### TASK PROMPT:
Throughout the material, some lines may have the word "OptEq". Count them and give the number only.

### GIVEN ENTRIES:
• • • •
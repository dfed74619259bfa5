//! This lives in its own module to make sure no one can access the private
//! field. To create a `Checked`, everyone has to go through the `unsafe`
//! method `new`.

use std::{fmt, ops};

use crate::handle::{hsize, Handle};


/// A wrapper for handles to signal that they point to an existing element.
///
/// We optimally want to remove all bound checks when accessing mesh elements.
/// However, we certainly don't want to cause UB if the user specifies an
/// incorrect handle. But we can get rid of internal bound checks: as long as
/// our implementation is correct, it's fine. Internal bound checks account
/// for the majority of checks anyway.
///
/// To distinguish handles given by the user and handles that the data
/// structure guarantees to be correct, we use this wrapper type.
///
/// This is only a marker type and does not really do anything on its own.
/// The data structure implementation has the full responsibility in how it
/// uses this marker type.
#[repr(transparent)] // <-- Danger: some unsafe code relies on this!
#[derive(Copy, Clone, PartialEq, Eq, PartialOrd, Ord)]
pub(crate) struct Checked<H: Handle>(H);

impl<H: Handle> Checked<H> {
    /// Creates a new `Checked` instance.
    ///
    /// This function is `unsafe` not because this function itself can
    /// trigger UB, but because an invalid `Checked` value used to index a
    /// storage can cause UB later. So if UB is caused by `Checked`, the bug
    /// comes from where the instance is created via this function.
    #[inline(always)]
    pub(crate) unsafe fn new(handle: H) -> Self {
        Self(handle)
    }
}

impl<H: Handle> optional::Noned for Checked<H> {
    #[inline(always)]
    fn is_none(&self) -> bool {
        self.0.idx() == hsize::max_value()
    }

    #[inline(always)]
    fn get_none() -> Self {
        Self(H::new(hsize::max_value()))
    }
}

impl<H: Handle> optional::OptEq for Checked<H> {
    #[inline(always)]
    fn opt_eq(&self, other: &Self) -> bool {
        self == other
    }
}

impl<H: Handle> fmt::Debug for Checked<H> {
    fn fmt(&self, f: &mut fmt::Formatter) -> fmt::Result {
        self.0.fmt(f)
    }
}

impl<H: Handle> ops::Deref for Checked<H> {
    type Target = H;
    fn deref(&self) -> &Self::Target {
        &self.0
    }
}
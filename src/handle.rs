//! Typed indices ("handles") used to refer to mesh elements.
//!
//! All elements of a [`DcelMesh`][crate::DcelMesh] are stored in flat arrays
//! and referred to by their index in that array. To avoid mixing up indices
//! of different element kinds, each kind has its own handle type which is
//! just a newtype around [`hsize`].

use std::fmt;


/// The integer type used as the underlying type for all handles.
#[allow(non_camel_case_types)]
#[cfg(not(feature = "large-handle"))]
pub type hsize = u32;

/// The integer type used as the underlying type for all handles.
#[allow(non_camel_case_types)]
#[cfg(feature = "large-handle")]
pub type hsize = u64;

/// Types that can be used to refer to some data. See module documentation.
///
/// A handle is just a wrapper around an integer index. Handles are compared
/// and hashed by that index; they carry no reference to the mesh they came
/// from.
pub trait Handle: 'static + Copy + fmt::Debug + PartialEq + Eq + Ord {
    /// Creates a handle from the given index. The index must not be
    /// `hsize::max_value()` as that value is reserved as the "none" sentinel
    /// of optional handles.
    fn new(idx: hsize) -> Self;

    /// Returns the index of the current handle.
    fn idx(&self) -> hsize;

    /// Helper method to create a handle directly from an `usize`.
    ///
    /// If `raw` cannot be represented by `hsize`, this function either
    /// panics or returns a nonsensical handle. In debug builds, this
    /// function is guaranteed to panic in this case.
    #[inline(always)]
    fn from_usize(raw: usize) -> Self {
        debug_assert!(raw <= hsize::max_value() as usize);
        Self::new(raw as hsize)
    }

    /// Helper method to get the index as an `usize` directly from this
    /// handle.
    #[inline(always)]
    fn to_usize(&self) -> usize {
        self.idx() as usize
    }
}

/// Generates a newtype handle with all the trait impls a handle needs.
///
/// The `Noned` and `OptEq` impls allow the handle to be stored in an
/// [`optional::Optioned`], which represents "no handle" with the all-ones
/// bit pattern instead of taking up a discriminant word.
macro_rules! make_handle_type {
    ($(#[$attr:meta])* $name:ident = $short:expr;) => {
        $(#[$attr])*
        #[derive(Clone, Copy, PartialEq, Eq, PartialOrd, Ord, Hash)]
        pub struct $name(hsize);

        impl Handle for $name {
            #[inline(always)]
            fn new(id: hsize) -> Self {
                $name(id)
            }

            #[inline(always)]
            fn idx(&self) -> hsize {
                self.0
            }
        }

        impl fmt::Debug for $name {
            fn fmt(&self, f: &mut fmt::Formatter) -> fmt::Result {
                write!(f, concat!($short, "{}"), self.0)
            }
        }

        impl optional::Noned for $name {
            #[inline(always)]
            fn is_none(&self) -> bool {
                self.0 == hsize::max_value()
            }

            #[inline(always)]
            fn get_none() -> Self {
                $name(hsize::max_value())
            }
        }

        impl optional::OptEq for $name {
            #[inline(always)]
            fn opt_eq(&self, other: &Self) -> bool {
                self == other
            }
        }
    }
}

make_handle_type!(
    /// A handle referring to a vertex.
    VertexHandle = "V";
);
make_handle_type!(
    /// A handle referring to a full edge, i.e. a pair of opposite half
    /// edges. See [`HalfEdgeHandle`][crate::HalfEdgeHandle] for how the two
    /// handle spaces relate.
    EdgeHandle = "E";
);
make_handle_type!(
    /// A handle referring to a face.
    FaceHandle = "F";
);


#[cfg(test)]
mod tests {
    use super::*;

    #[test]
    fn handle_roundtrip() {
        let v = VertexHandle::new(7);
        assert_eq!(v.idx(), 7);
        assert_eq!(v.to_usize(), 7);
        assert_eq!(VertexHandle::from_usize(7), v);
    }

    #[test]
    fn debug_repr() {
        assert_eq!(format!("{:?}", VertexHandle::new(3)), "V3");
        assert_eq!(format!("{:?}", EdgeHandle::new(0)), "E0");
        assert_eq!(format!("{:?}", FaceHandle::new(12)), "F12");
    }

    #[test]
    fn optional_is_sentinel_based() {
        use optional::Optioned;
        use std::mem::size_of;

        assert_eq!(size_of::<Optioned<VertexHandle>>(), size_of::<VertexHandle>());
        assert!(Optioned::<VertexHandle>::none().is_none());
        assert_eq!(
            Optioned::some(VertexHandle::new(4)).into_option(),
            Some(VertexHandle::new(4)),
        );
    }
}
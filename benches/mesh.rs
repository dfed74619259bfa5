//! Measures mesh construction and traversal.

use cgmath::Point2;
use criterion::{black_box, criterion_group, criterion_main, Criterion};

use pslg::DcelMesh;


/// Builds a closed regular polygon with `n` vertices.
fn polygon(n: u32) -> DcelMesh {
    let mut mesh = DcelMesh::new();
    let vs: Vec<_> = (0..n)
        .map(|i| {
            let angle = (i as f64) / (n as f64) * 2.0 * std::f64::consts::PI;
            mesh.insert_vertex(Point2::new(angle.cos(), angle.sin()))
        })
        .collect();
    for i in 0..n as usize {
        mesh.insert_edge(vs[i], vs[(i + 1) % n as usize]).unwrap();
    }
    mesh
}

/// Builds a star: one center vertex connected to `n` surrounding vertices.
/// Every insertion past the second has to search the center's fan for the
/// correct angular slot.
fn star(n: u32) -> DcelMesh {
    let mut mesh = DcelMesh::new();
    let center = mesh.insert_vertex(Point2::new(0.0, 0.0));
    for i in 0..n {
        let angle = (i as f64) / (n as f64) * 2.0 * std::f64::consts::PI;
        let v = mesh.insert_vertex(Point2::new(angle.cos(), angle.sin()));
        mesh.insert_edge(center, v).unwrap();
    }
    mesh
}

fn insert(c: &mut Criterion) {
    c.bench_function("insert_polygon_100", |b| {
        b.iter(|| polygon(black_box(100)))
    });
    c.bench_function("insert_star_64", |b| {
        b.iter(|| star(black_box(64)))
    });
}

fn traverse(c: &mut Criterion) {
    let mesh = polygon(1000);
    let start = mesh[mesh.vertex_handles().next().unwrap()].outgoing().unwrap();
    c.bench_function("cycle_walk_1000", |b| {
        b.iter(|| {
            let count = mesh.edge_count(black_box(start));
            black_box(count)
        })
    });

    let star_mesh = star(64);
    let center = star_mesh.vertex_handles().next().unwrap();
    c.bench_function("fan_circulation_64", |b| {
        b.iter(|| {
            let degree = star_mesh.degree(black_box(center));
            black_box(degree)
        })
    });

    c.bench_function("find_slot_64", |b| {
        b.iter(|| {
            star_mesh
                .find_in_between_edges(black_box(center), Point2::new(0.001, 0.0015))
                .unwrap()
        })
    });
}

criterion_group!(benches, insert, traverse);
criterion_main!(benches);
• • • •
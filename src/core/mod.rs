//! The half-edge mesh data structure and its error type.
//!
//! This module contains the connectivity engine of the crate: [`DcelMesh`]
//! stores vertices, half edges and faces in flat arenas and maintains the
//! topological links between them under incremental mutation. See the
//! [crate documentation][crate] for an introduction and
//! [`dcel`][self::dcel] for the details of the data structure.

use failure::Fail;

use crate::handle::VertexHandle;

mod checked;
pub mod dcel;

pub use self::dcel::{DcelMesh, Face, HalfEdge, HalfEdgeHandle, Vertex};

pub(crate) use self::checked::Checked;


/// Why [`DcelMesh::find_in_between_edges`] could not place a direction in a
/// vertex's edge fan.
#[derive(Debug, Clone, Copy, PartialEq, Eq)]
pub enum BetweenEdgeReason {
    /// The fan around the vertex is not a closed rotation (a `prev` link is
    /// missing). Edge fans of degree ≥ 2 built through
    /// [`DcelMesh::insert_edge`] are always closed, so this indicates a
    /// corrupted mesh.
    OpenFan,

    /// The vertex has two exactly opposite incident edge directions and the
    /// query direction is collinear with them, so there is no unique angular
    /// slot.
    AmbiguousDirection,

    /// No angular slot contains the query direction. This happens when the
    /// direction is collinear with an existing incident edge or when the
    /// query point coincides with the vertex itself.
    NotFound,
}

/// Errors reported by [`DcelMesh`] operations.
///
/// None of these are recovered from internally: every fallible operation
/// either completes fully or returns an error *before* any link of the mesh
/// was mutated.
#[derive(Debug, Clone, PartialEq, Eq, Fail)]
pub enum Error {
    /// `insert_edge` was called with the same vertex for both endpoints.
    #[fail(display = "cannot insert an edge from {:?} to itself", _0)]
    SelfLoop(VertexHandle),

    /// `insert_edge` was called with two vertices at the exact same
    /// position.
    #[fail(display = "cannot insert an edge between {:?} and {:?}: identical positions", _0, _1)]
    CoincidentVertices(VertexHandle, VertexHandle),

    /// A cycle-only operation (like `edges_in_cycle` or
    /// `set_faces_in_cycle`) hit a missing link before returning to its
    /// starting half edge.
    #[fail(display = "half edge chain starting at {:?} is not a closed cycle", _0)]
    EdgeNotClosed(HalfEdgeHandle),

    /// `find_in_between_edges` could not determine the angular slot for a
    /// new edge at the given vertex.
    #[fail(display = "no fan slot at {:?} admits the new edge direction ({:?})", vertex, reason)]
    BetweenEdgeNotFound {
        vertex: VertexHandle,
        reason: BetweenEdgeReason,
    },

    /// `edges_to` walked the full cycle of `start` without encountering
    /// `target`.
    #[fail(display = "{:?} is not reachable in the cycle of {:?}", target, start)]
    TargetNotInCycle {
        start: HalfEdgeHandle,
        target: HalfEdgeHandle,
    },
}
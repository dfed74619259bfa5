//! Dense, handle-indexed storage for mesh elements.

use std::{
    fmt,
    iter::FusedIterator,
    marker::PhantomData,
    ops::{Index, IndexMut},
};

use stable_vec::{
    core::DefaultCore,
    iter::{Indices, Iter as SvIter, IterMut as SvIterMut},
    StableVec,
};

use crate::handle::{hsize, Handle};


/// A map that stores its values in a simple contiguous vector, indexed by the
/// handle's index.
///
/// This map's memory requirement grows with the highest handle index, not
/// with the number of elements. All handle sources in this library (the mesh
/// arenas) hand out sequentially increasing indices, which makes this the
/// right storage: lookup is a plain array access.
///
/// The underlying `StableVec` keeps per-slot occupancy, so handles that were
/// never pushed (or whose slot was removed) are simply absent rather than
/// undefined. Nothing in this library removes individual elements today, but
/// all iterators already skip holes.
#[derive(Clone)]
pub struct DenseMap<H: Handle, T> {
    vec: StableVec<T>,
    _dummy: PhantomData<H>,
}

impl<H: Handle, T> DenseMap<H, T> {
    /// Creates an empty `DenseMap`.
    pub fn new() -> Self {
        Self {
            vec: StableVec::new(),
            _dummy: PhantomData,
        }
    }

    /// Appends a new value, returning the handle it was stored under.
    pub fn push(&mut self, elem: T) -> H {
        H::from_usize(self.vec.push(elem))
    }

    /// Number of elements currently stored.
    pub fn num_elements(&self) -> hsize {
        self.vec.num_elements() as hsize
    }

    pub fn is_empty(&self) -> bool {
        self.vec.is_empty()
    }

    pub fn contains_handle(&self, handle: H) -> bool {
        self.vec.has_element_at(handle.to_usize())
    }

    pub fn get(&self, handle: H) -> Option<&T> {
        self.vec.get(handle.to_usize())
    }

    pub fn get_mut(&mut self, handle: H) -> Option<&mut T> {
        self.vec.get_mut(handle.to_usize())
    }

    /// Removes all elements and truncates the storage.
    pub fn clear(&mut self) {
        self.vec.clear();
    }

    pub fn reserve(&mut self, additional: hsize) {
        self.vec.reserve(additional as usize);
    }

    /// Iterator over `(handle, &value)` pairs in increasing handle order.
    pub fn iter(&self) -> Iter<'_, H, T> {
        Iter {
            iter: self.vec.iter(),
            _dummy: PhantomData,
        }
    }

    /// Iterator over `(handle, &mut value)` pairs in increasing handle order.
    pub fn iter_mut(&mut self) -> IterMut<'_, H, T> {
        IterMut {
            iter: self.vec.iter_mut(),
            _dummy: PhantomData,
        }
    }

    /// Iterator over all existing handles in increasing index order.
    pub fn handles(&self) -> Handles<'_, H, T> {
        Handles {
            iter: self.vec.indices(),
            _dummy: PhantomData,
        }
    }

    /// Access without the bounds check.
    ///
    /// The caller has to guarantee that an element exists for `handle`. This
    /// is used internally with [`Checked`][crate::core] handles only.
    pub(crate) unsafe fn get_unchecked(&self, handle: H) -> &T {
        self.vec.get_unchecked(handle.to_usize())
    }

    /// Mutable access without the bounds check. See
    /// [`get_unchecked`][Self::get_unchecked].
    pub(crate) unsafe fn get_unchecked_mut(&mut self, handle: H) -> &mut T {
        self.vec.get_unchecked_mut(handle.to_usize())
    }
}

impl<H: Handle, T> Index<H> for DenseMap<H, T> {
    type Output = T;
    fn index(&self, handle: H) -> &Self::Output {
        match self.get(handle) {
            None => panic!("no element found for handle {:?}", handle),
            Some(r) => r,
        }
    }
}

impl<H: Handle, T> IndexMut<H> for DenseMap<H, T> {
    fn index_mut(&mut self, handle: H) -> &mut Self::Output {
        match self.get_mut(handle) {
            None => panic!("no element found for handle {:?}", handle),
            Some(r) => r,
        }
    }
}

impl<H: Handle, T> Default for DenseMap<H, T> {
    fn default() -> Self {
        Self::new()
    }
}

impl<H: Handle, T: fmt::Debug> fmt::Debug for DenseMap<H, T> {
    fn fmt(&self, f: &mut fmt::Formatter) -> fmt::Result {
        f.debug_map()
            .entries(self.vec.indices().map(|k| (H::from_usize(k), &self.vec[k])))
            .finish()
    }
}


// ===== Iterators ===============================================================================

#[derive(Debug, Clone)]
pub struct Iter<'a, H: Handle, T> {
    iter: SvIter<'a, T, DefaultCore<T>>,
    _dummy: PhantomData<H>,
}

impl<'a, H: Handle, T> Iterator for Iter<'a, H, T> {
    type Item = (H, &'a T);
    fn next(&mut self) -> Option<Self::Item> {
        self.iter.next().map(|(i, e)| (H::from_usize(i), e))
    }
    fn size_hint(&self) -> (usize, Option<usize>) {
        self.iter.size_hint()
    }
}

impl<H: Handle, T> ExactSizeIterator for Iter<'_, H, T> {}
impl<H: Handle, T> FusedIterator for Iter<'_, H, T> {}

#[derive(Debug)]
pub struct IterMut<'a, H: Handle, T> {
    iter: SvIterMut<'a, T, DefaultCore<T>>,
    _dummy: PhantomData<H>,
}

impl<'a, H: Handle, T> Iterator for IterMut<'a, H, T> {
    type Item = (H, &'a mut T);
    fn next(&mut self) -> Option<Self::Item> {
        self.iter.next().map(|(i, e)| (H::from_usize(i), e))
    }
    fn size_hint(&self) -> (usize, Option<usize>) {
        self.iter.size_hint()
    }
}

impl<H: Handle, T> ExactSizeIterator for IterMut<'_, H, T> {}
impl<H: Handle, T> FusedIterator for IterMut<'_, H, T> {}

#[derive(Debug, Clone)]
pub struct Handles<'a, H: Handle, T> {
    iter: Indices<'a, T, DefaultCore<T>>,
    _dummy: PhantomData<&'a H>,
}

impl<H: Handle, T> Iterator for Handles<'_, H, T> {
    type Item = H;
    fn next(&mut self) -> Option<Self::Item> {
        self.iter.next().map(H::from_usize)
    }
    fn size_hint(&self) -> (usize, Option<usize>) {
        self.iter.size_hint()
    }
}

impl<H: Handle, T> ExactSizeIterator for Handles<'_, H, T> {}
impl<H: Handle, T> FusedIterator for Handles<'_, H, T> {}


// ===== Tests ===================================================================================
• • • •
### ANSWER TO THIS PROBLEM:
3